I believe that is also an issue with products like Coldstore that "spin down" hard disks between record cycles. The point has been made that such products only provide data loss protection during the write process. If a drive fails to come back online when needed, the data on it could be lost.
By the way, your export drive appears to be nearly full ;-o
What's not "fast and reliable" about failover recording to an internal drive? With Vigil at least, it's completely seamless... the only "drawback" as such is that video on the RAID isn't searchable/playable during the rebuild, but that's a temporary condition.
Exactly my point. I said "fast, reliable read access"...
Even offline, I would guess that rebuilds of 3TB drives would take a substantial time - >24 hours?
This turned into a very interesting and informative discussion!
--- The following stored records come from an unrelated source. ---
use std::sync::atomic::{AtomicU64, Ordering};

use chrono::{DateTime, Utc};

/// Base delay for the provider-send retry loop.
pub const PROVIDER_BASE_BACKOFF_MS: u64 = 500;
/// Email/API sends get a fixed small retry budget; exhaustion falls through
/// to the router's channel fallback, never an unbounded loop here.
pub const PROVIDER_MAX_SEND_ATTEMPTS: u32 = 3;

static JITTER_COUNTER: AtomicU64 = AtomicU64::new(1);

/// Retryable provider responses: explicit throttling and server-side
/// failures. Every other 4xx is treated as permanent for this channel.
pub fn should_retry_status(status: u16) -> bool {
    status == 429 || status >= 500
}

/// Deterministic exponential backoff for `attempt` (zero-based).
pub fn next_backoff_ms(attempt: u32) -> u64 {
    let shift = attempt.min(6);
    PROVIDER_BASE_BACKOFF_MS.saturating_mul(1_u64 << shift)
}

/// Backoff with bounded jitter in [50%, 100%] of the deterministic delay.
pub fn next_backoff_ms_with_jitter(attempt: u32, jitter_enabled: bool) -> u64 {
    let base = next_backoff_ms(attempt);
    if !jitter_enabled || base <= 1 {
        return base;
    }

    let low = base / 2;
    let width = base.saturating_sub(low);
    let seed = JITTER_COUNTER.fetch_add(1, Ordering::Relaxed);
    let mixed = seed.wrapping_mul(0x9E37_79B9_7F4A_7C15).rotate_left(17) ^ 0xA24B_AED4_963E_E407;
    let jitter = if width == 0 {
        0
    } else {
        mixed % width.saturating_add(1)
    };
    low.saturating_add(jitter)
}

/// Parses a Retry-After header into milliseconds, accepting both delta
/// seconds and HTTP dates.
pub fn parse_retry_after_ms(headers: &reqwest::header::HeaderMap) -> Option<u64> {
    let raw = headers.get("retry-after")?.to_str().ok()?.trim();
    if raw.is_empty() {
        return None;
    }

    if let Ok(seconds) = raw.parse::<u64>() {
        return Some(seconds.saturating_mul(1000));
    }

    let retry_at = DateTime::parse_from_rfc2822(raw).ok()?.with_timezone(&Utc);
    let now = Utc::now();
    let delay_ms = retry_at.signed_duration_since(now).num_milliseconds();
    if delay_ms <= 0 {
        return Some(0);
    }

    u64::try_from(delay_ms).ok()
}

/// Delay before the next provider attempt, honoring a server-supplied
/// Retry-After as a floor.
pub fn provider_retry_delay_ms(
    attempt: u32,
    jitter_enabled: bool,
    retry_after_ms: Option<u64>,
) -> u64 {
    let backoff_ms = next_backoff_ms_with_jitter(attempt, jitter_enabled);
    match retry_after_ms {
        Some(retry_after_ms) => backoff_ms.max(retry_after_ms),
        None => backoff_ms,
    }
}

#[cfg(test)]
mod tests {
    use chrono::{Duration, Utc};
    use reqwest::header::{HeaderMap, HeaderValue};

    use super::{
        next_backoff_ms, next_backoff_ms_with_jitter, parse_retry_after_ms,
        provider_retry_delay_ms, should_retry_status,
    };

    #[test]
    fn unit_retry_statuses_cover_throttle_and_server_errors_only() {
        assert!(should_retry_status(429));
        assert!(should_retry_status(500));
        assert!(should_retry_status(503));
        assert!(!should_retry_status(400));
        assert!(!should_retry_status(404));
        assert!(!should_retry_status(409));
        assert!(!should_retry_status(422));
    }

    #[test]
    fn unit_backoff_doubles_per_attempt() {
        assert_eq!(next_backoff_ms(0), 500);
        assert_eq!(next_backoff_ms(1), 1_000);
        assert_eq!(next_backoff_ms(2), 2_000);
        assert_eq!(next_backoff_ms(12), next_backoff_ms(6));
    }

    #[test]
    fn unit_jittered_backoff_stays_within_expected_bounds() {
        let attempt = 2;
        let base = next_backoff_ms(attempt);
        let low = base / 2;
        for _ in 0..64 {
            let value = next_backoff_ms_with_jitter(attempt, true);
            assert!(value >= low, "expected {value} >= {low}");
            assert!(value <= base, "expected {value} <= {base}");
        }
    }

    #[test]
    fn unit_parse_retry_after_ms_accepts_seconds_and_rejects_garbage() {
        let mut headers = HeaderMap::new();
        headers.insert("retry-after", HeaderValue::from_static("3"));
        assert_eq!(parse_retry_after_ms(&headers), Some(3_000));

        headers.insert("retry-after", HeaderValue::from_static("soon"));
        assert_eq!(parse_retry_after_ms(&headers), None);
    }

    #[test]
    fn functional_parse_retry_after_ms_accepts_http_dates() {
        let mut headers = HeaderMap::new();
        let raw = (Utc::now() + Duration::seconds(2))
            .to_rfc2822()
            .replace("+0000", "GMT");
        headers.insert(
            "retry-after",
            HeaderValue::from_str(raw.as_str()).expect("retry-after date"),
        );
        let delay = parse_retry_after_ms(&headers).expect("delay from date");
        assert!(delay <= 2_500, "delay should be close to 2s, got {delay}");
    }

    #[test]
    fn regression_retry_delay_honors_retry_after_floor() {
        assert_eq!(provider_retry_delay_ms(0, false, None), 500);
        assert_eq!(provider_retry_delay_ms(2, false, Some(100)), 2_000);
        assert_eq!(provider_retry_delay_ms(0, false, Some(5_000)), 5_000);
    }
}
My own viewpoint is that the solution to handling ultra large storage arrays could be to address the common issue which everyone brought up, ie that even the best RAID controller and hard drive array has problems doing its job when pounded constantly with intense amounts of data. Rebuilding a 30TB RAID in the background under these conditions is a problem, as you guys pointed out, and during these long rebuilds, the unit is at risk of further drive failures which could bring the group down completely.
Looking forward we plan to look more to archiving and Exacq's rollout of v5.6 addresses this admirably. By keeping the local storage of an NVR or server/VMS down to a reasonable 6-8TB and then auto-archiving to larger RAID unit/s during a suitable lull in the activity (ie at night for retail/commercial systems using motion) I believe we can in some way mitigate the issues. True, the archive units will be subjected to periods of intense data writes, but should the RAID be in a rebuild mode following a drive change, the archive can be postponed without interrupting live recording. Also by keeping the arrays at a more manageable size, and using several smaller economical units (DAS for instance), individual rebuld times will be kept shorter.
Of course all this will become moot once the 2,3 & 4TB Solid State drives start rolling out, because they won't ever fail will they? :)
"Exactly my point. I said "fast, reliable read access"..."
As long as things are behaving the way you expect them to, I'd classify that as "reliable". If you intentionally take the RAID offline for any kind of maintenance procedure, then you EXPECT to not have access to the data; hence that doesn't make it "unreliable".
It sure doesn't qualify as fast either.